§ EXERCISE
For the listing that follows, give again exactly the lines from the one with "filename tally-ingest/src/columns.rs" to the one with "use tally_core::Columns;", including both.

-------- RECORDS FOR THE TASK

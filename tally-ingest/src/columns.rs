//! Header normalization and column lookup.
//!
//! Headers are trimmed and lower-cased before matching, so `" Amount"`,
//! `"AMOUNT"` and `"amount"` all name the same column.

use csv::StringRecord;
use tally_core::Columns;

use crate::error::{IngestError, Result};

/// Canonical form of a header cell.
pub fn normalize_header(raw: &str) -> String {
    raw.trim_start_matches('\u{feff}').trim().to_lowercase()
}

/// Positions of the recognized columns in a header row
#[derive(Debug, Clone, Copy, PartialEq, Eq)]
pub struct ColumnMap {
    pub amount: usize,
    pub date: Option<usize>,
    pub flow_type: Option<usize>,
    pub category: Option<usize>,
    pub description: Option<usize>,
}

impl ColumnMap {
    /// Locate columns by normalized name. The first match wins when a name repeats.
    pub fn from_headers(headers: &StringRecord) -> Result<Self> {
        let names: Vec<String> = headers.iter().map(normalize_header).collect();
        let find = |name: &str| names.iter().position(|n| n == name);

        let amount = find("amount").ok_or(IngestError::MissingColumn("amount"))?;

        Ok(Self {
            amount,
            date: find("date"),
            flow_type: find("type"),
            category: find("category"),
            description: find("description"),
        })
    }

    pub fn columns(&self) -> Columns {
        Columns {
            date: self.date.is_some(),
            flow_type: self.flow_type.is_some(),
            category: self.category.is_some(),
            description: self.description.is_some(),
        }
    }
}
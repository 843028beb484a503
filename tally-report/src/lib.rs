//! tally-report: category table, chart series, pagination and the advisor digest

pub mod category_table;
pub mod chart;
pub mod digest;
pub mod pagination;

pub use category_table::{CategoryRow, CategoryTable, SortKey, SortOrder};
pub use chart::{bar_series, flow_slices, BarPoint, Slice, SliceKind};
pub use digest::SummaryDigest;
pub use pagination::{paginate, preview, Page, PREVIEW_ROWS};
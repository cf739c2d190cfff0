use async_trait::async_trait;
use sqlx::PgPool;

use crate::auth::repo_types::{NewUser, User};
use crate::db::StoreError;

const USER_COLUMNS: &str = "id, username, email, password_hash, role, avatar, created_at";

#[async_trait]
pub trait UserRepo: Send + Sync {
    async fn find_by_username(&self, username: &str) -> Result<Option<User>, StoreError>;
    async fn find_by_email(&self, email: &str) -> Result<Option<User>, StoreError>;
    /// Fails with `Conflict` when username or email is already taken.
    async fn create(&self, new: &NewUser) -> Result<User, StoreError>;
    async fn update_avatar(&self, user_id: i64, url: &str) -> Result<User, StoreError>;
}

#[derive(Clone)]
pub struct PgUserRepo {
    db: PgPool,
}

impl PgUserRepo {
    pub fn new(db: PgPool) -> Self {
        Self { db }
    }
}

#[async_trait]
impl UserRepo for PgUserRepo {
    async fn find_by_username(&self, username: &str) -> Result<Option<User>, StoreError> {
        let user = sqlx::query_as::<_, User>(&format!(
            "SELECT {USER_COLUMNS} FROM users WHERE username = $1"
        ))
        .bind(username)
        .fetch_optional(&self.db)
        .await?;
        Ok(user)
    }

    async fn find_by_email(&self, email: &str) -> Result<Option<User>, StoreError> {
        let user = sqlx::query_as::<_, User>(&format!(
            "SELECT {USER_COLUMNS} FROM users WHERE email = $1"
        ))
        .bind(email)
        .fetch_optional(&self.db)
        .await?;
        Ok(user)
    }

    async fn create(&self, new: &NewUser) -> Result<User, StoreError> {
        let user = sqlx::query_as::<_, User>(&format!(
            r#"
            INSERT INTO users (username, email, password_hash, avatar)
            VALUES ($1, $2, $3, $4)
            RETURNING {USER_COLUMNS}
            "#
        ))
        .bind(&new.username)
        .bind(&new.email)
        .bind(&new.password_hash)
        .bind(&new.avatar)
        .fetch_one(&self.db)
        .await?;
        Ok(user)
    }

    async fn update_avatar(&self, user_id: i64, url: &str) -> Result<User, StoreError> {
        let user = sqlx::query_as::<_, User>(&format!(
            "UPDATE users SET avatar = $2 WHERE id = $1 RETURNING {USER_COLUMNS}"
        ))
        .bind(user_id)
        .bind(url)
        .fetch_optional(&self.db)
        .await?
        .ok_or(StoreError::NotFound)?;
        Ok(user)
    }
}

----------------
-------- RECORDS FOR THE TASK

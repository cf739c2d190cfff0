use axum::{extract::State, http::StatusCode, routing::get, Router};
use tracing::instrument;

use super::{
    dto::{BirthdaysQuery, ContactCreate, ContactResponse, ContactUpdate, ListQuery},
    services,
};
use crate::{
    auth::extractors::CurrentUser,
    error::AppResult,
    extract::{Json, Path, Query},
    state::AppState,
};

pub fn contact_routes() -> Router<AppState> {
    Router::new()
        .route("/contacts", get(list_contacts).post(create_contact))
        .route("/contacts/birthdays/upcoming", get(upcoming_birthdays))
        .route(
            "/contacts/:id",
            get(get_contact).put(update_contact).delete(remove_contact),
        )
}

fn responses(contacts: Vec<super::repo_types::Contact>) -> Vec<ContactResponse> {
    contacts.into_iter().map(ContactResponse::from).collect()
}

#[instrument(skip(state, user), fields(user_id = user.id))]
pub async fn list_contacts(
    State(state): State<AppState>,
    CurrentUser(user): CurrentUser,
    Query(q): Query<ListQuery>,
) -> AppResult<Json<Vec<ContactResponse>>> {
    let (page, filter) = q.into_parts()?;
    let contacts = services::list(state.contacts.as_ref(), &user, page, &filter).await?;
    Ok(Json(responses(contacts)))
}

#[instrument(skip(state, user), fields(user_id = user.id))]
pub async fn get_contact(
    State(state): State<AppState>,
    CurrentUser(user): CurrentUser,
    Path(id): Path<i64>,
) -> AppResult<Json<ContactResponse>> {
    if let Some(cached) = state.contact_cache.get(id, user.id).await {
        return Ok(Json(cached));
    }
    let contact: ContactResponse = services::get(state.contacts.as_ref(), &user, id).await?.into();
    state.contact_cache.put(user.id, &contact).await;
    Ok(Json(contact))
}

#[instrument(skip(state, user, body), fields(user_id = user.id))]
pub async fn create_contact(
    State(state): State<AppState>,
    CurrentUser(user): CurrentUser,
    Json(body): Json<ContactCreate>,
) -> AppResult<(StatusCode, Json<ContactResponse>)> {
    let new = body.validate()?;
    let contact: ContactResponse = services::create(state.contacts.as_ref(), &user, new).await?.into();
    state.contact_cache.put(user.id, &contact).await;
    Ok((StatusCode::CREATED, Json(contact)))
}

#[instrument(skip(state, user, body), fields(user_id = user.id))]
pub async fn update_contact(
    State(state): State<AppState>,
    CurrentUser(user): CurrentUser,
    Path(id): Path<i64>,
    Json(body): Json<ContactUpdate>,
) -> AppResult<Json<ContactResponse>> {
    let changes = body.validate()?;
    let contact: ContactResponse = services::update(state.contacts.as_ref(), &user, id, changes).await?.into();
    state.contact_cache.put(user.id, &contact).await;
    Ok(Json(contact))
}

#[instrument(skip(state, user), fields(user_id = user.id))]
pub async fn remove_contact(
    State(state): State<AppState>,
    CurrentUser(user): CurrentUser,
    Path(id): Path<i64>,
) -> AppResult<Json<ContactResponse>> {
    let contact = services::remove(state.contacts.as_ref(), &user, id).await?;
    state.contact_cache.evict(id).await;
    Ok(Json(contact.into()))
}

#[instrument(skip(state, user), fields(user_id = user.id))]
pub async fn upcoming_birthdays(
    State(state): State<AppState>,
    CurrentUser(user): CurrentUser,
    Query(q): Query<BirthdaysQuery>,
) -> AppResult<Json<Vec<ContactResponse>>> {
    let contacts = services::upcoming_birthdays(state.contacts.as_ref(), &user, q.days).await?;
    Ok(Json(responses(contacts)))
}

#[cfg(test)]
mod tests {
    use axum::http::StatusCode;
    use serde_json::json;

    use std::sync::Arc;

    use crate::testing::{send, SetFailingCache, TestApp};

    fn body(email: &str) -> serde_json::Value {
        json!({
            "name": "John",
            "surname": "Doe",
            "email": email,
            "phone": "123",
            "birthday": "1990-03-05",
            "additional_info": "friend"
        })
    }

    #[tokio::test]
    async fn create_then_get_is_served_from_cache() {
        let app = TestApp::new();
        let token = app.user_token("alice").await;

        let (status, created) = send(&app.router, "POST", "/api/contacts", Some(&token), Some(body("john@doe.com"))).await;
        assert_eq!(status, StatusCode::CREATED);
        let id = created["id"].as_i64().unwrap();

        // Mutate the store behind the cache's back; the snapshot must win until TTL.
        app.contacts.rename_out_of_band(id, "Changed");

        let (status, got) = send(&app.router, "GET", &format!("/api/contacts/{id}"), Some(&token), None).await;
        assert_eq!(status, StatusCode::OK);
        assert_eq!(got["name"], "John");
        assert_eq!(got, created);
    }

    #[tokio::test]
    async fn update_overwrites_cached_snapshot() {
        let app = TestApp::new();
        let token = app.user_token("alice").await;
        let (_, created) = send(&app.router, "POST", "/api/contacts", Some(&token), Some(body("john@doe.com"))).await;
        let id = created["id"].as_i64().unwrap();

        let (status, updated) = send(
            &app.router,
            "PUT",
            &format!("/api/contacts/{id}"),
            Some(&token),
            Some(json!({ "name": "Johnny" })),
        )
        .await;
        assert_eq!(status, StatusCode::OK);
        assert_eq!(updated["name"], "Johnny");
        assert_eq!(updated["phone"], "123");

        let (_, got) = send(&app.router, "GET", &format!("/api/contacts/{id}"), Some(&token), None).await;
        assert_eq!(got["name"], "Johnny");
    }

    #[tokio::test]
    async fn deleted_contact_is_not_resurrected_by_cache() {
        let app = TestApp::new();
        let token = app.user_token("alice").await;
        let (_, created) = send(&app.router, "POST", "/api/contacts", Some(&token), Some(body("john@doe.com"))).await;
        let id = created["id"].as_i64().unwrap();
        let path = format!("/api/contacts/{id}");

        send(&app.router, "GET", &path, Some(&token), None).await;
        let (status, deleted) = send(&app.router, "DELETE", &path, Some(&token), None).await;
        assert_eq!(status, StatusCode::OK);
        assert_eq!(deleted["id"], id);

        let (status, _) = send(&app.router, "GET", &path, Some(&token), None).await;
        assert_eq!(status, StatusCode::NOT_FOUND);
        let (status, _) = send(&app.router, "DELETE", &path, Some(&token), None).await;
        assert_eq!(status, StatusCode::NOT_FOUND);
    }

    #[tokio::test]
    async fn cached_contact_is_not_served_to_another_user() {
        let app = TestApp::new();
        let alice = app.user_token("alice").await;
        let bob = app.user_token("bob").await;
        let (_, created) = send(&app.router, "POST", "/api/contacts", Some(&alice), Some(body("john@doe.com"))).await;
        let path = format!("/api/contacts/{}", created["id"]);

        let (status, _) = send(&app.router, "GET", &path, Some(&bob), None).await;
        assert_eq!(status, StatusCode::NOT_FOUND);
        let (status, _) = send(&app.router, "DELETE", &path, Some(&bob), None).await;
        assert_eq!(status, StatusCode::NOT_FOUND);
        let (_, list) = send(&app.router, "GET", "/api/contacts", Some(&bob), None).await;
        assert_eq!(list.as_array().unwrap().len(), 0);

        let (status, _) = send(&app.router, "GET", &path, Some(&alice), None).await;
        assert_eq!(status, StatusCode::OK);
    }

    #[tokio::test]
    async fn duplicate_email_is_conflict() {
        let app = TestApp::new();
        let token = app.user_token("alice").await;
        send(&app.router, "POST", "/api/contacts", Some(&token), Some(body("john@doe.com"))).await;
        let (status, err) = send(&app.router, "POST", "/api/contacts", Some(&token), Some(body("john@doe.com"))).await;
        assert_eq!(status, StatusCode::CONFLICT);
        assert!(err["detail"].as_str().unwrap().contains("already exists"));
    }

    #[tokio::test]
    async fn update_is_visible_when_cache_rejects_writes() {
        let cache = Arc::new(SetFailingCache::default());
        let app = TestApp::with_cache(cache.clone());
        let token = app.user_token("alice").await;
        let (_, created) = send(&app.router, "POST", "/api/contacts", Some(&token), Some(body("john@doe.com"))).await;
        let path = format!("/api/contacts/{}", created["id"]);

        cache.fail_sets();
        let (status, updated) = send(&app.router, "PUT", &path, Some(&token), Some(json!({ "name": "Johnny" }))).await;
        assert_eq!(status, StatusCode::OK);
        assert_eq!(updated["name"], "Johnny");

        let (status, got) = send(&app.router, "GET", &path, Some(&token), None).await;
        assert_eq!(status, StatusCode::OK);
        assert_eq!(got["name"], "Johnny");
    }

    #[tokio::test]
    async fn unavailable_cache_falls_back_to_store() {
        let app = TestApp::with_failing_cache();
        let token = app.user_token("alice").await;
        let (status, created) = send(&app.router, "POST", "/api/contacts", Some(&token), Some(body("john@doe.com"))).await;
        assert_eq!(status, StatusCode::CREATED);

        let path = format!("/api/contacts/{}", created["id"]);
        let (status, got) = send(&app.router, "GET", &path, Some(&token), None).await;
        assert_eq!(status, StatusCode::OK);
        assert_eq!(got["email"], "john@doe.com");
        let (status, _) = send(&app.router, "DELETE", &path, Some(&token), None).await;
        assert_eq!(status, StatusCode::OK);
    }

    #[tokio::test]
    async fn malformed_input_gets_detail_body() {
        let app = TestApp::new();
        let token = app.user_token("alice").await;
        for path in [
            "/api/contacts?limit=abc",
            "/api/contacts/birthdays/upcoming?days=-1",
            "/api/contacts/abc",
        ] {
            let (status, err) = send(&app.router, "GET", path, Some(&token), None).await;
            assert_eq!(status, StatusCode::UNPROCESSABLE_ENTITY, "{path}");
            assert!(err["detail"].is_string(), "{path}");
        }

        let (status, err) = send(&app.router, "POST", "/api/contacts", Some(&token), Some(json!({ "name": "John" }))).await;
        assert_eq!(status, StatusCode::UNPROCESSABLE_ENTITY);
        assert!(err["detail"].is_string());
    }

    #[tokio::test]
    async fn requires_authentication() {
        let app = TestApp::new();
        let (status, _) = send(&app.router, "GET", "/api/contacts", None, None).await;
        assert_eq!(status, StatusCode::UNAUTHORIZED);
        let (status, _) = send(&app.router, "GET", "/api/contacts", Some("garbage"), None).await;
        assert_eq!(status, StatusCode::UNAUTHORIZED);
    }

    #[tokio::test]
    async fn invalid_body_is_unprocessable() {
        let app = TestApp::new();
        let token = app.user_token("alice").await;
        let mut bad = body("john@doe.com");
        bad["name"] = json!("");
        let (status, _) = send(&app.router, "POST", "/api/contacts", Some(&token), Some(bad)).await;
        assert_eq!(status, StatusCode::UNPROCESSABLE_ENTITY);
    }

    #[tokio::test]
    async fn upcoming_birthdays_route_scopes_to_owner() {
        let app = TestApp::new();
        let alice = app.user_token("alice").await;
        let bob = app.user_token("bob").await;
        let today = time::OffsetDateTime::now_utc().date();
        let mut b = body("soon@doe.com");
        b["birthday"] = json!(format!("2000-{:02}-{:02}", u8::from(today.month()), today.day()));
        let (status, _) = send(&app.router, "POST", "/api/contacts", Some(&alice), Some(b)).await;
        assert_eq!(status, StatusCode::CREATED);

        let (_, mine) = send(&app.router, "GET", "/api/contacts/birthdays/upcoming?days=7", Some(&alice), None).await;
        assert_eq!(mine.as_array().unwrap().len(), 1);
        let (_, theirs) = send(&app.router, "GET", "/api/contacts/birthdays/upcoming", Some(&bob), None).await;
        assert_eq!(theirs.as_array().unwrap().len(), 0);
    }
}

----------------

§ ANSWER BOX
filename tally-ingest/src/columns.rs
//! Header normalization and column lookup.
//!
//! Headers are trimmed and lower-cased before matching, so `" Amount"`,
//! `"AMOUNT"` and `"amount"` all name the same column.

use csv::StringRecord;
use tally_core::Columns;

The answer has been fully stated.